- INPUT DATA:
//! Settings, types and defaults.
//!
//! Settings are stored as a RON file under `data/settings/`. Physics tuning is
//! read once when a session starts and handed to the integrator by value, so
//! two sessions in one process never share mutable tuning state.
use crate::math::BoundingBox;
use bevy::prelude::Resource;
use serde::{Deserialize, Serialize};

/// Movement tuning. All speeds are in blocks per tick, accelerations in
/// blocks per tick².
///
/// Defaults are the widely published vanilla values; servers with modified
/// physics should ship their own `physics.ron`.
#[derive(Debug, Clone, PartialEq, Serialize, Deserialize)]
pub struct PhysicsSettings {
    #[serde(default = "PhysicsSettings::default_gravity")]
    pub gravity: f64, // Subtracted from vertical velocity every tick
    #[serde(default = "PhysicsSettings::default_base_drag")]
    pub base_drag: f64, // Vertical drag factor, also scales ground acceleration
    #[serde(default = "PhysicsSettings::default_drag_multiplier")]
    pub drag_multiplier: f64, // Horizontal drag is slipperiness × this
    #[serde(default = "PhysicsSettings::default_walking_speed")]
    pub walking_speed: f64, // Base ground acceleration while walking
    #[serde(default = "PhysicsSettings::default_sprint_multiplier")]
    pub sprint_multiplier: f64,
    #[serde(default = "PhysicsSettings::default_air_accel")]
    pub air_accel: f64, // Acceleration while airborne, independent of surface
    #[serde(default = "PhysicsSettings::default_jump_speed")]
    pub jump_speed: f64,
    #[serde(default = "PhysicsSettings::default_jump_sprint_boost")]
    pub jump_sprint_boost: f64, // Horizontal kick added by a sprint jump
    #[serde(default = "PhysicsSettings::default_baseline_slipperiness")]
    pub baseline_slipperiness: f64, // Surface slip at which ground acceleration is unscaled
    #[serde(default)]
    pub bounding_box: BoundingBox,
    #[serde(default)]
    pub collision: CollisionSettings,
}

impl PhysicsSettings {
    fn default_gravity() -> f64 { 0.08 }
    fn default_base_drag() -> f64 { 0.98 }
    fn default_drag_multiplier() -> f64 { 0.91 }
    fn default_walking_speed() -> f64 { 0.1 }
    fn default_sprint_multiplier() -> f64 { 1.3 }
    fn default_air_accel() -> f64 { 0.02 }
    fn default_jump_speed() -> f64 { 0.42 }
    fn default_jump_sprint_boost() -> f64 { 0.2 }
    fn default_baseline_slipperiness() -> f64 { 0.6 }
}

impl Default for PhysicsSettings {
    fn default() -> Self {
        Self {
            gravity: Self::default_gravity(),
            base_drag: Self::default_base_drag(),
            drag_multiplier: Self::default_drag_multiplier(),
            walking_speed: Self::default_walking_speed(),
            sprint_multiplier: Self::default_sprint_multiplier(),
            air_accel: Self::default_air_accel(),
            jump_speed: Self::default_jump_speed(),
            jump_sprint_boost: Self::default_jump_sprint_boost(),
            baseline_slipperiness: Self::default_baseline_slipperiness(),
            bounding_box: BoundingBox::default(),
            collision: CollisionSettings::default(),
        }
    }
}

/// Bounds on the minimum-translation-vector search.
#[derive(Debug, Clone, PartialEq, Serialize, Deserialize)]
pub struct CollisionSettings {
    #[serde(default = "CollisionSettings::default_fp_slack")]
    pub fp_slack: f64, // Allowed growth of |velocity|² when accepting a correction
    #[serde(default = "CollisionSettings::default_max_hops")]
    pub max_hops: u32, // Corrections chained onto one candidate before giving up on it
    #[serde(default = "CollisionSettings::default_max_candidates")]
    pub max_candidates: usize, // Hard cap on candidates examined per tick
}

impl CollisionSettings {
    fn default_fp_slack() -> f64 { 1e-4 }
    fn default_max_hops() -> u32 { 6 }
    fn default_max_candidates() -> usize { 512 }
}

impl Default for CollisionSettings {
    fn default() -> Self {
        Self {
            fp_slack: Self::default_fp_slack(),
            max_hops: Self::default_max_hops(),
            max_candidates: Self::default_max_candidates(),
        }
    }
}

/// Session wiring: tick cadence and data locations.
#[derive(Debug, Clone, Serialize, Deserialize)]
pub struct SessionSettings {
    #[serde(default = "SessionSettings::default_tick_rate")]
    pub tick_rate: f64, // Physics and client ticks per second
    #[serde(default = "SessionSettings::default_blocks_dir")]
    pub blocks_dir: String, // Directory of block material RON files
    #[serde(default = "SessionSettings::default_hot_reload")]
    pub hot_reload_blocks: bool, // Watch `blocks_dir` and reload materials on change
}

impl SessionSettings {
    fn default_tick_rate() -> f64 { 20.0 }
    fn default_blocks_dir() -> String { "data/blocks".to_string() }
    fn default_hot_reload() -> bool { true }
}

impl Default for SessionSettings {
    fn default() -> Self {
        Self {
            tick_rate: Self::default_tick_rate(),
            blocks_dir: Self::default_blocks_dir(),
            hot_reload_blocks: Self::default_hot_reload(),
        }
    }
}

/// Top-level Settings
#[derive(Resource, Clone, Debug, Default, Serialize, Deserialize)]
pub struct Settings {
    #[serde(default)]
    pub physics: PhysicsSettings,
    #[serde(default)]
    pub session: SessionSettings,
}

impl Settings {
    #[must_use]
    pub fn defaults() -> Self { Settings::default() }
}

pub mod loader;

- TASK STATEMENT:
Please return, exactly as written, the line containing "pub fn defaults()" and every line after it through the end of the records above, and nothing else.

- EXERCISE OUTPUT:
    pub fn defaults() -> Self { Settings::default() }
}

pub mod loader;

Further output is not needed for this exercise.